Saved data entries
┄┄┄┄┄┄

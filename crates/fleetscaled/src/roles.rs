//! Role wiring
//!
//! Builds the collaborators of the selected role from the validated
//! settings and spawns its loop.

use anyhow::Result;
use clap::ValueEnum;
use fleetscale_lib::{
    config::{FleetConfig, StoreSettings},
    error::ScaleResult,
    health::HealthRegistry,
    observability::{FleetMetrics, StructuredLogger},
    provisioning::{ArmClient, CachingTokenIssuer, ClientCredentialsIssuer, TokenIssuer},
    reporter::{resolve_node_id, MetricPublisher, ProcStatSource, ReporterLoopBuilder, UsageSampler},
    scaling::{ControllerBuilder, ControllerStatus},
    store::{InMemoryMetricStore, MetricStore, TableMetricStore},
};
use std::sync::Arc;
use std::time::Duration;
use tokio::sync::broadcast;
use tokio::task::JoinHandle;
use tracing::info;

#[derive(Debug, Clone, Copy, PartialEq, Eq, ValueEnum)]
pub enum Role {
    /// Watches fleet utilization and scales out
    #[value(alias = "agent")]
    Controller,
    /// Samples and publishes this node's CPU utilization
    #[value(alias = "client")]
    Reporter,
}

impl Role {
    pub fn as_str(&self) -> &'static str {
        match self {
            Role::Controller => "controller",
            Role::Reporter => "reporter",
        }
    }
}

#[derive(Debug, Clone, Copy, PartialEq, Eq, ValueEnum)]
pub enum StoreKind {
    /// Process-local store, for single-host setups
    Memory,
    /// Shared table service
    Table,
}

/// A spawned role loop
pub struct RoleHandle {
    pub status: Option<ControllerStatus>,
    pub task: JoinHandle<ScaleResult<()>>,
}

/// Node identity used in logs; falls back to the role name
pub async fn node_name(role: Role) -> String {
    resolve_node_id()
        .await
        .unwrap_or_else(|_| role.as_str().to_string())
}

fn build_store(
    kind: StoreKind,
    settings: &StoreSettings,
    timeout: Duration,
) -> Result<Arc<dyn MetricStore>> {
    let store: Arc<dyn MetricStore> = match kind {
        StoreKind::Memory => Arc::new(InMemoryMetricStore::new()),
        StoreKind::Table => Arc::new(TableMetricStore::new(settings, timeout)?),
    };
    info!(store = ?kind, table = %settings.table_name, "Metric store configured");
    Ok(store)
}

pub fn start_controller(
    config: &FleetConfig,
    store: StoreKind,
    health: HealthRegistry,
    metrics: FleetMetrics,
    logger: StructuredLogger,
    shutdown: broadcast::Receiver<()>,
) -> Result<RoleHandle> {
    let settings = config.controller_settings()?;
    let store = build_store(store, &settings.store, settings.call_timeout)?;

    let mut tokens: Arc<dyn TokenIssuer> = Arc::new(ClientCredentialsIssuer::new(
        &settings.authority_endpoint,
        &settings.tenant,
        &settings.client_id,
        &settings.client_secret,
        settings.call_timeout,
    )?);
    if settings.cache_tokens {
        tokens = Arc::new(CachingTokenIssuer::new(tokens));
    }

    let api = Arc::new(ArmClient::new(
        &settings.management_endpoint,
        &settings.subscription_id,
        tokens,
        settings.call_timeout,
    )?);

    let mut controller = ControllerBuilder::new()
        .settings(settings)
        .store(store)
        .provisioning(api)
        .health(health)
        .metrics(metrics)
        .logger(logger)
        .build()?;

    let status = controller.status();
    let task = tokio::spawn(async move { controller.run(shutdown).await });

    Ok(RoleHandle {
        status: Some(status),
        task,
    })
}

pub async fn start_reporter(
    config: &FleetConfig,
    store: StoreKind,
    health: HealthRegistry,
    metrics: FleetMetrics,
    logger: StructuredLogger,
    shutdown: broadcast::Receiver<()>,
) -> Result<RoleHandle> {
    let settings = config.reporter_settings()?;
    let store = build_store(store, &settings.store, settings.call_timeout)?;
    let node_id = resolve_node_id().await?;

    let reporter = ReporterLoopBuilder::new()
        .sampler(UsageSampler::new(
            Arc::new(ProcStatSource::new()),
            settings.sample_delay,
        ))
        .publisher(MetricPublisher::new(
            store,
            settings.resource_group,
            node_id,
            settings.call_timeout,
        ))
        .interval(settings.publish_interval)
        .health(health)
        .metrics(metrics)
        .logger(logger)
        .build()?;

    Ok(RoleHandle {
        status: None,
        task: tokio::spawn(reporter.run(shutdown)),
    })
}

┄┄┄┄┄┄

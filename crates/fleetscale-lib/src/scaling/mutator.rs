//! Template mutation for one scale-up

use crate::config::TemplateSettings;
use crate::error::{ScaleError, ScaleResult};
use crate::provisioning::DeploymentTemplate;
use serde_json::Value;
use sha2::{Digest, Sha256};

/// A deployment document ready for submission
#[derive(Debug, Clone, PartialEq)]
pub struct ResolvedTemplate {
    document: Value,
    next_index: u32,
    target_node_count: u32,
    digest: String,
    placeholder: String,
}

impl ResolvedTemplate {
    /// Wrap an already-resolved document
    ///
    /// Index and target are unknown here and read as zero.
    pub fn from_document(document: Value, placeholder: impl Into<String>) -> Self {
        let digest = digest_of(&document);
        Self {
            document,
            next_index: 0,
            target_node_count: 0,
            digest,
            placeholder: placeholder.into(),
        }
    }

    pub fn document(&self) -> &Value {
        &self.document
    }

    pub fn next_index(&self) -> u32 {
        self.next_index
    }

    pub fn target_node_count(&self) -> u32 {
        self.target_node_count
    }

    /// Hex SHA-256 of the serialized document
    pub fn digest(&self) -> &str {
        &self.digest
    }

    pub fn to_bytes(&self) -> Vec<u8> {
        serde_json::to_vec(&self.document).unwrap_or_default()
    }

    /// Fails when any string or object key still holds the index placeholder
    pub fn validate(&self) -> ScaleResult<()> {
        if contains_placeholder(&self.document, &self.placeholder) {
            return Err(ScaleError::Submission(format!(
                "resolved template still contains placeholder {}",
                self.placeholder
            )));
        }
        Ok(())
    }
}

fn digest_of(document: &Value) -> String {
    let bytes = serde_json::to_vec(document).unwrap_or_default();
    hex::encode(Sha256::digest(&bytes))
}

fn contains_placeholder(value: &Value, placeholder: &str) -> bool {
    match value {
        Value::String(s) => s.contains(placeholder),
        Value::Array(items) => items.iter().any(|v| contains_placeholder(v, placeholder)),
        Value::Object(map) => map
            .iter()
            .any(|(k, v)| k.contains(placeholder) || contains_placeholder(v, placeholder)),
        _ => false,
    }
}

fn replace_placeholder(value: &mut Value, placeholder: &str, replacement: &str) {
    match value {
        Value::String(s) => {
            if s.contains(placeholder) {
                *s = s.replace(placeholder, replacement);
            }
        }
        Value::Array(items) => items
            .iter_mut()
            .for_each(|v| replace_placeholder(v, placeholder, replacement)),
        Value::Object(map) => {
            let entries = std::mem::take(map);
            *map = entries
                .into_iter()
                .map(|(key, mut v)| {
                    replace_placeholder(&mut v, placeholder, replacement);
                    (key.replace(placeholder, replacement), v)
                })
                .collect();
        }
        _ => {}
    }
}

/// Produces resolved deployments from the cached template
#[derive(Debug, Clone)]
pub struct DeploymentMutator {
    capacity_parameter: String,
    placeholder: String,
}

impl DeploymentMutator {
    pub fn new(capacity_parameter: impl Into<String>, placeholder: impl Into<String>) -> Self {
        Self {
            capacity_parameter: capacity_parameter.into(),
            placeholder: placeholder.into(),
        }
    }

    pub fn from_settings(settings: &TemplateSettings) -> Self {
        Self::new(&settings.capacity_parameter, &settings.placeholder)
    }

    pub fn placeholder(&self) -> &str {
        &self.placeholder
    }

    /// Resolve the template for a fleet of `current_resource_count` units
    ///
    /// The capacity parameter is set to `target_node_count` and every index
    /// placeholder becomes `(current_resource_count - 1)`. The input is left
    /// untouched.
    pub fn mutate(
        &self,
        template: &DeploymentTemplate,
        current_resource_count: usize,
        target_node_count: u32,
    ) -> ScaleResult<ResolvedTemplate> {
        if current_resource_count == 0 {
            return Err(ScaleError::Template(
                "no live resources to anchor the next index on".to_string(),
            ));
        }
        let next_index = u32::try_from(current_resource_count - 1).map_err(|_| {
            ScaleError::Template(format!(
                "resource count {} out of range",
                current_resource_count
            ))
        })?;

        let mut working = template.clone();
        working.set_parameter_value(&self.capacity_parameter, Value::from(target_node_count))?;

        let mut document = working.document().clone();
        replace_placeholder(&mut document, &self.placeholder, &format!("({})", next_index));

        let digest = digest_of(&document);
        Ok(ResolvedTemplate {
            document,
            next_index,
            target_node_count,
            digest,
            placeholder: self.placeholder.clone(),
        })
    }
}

┄┄┄┄┄┄

▶ **Exercise instructions**
List each line of the entries that holds the string "tokio".

▶ **Result for this task**
use tokio::sync::broadcast;
use tokio::task::JoinHandle;
    let task = tokio::spawn(async move { controller.run(shutdown).await });
        task: tokio::spawn(reporter.run(shutdown)),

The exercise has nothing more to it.